> Task objective: Lines in which "name" appears should be pulled from the data below.

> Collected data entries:
━━━━━━━━━━━━━━━━━━━━

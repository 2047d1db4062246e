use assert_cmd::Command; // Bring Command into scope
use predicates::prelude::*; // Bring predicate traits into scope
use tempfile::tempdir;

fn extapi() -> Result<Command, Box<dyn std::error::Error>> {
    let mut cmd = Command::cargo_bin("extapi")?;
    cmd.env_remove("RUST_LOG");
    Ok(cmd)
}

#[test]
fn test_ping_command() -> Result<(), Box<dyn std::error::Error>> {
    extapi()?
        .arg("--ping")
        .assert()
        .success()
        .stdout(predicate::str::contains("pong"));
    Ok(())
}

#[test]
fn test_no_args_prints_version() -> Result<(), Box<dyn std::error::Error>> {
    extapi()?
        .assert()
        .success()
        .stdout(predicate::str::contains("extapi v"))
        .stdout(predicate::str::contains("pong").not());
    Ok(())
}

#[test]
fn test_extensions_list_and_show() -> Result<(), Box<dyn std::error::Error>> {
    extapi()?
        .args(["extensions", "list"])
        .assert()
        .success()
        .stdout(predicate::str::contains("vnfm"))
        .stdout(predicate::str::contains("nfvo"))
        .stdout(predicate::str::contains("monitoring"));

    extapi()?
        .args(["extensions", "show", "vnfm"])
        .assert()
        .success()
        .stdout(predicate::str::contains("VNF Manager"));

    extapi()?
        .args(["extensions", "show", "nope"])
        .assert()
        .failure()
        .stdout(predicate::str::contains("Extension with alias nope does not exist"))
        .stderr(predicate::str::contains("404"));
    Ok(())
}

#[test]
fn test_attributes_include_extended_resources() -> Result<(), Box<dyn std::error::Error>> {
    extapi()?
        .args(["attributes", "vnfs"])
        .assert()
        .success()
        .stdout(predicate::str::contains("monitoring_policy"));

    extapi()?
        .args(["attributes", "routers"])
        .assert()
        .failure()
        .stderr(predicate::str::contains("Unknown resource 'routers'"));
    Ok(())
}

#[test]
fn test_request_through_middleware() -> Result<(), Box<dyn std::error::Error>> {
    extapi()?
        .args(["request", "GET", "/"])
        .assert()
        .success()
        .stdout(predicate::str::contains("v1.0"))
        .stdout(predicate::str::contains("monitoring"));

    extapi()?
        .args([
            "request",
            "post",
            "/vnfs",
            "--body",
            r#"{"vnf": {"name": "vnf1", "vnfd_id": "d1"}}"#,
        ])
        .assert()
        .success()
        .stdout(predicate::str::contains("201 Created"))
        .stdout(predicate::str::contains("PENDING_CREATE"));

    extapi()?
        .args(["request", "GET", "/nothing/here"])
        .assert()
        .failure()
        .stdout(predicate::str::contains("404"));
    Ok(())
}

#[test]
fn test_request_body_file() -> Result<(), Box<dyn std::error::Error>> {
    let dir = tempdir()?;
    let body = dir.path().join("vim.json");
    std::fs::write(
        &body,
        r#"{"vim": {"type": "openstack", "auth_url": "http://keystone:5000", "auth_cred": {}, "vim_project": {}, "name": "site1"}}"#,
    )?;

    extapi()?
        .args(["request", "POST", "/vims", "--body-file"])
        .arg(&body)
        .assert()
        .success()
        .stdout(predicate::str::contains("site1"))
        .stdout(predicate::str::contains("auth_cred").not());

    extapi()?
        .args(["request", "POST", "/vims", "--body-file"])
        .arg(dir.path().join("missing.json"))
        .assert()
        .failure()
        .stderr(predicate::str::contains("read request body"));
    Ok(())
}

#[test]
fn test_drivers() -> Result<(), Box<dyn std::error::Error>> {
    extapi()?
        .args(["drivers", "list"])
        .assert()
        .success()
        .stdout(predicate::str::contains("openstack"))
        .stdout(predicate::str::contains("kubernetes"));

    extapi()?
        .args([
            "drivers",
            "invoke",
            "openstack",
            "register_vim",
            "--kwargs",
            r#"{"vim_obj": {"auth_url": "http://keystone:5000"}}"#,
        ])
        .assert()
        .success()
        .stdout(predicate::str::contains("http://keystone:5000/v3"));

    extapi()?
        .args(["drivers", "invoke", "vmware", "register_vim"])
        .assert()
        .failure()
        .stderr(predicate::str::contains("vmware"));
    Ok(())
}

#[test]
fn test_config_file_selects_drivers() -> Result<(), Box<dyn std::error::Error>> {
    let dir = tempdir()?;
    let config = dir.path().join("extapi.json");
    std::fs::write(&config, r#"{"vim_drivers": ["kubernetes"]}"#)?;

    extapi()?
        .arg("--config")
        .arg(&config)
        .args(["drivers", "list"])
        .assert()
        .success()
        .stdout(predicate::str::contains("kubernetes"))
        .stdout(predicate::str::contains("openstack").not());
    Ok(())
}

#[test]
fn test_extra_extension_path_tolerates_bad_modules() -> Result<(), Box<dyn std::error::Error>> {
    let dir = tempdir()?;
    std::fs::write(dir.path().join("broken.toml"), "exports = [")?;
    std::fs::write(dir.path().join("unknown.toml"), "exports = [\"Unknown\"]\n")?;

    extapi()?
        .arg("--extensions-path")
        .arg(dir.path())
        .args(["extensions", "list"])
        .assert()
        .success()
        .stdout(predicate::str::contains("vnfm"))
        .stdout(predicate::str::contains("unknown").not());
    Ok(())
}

━━━━━━━━━━━━━━━━━━━━

> Output of the exercise:
            r#"{"vnf": {"name": "vnf1", "vnfd_id": "d1"}}"#,
        r#"{"vim": {"type": "openstack", "auth_url": "http://keystone:5000", "auth_cred": {}, "vim_project": {}, "name": "site1"}}"#,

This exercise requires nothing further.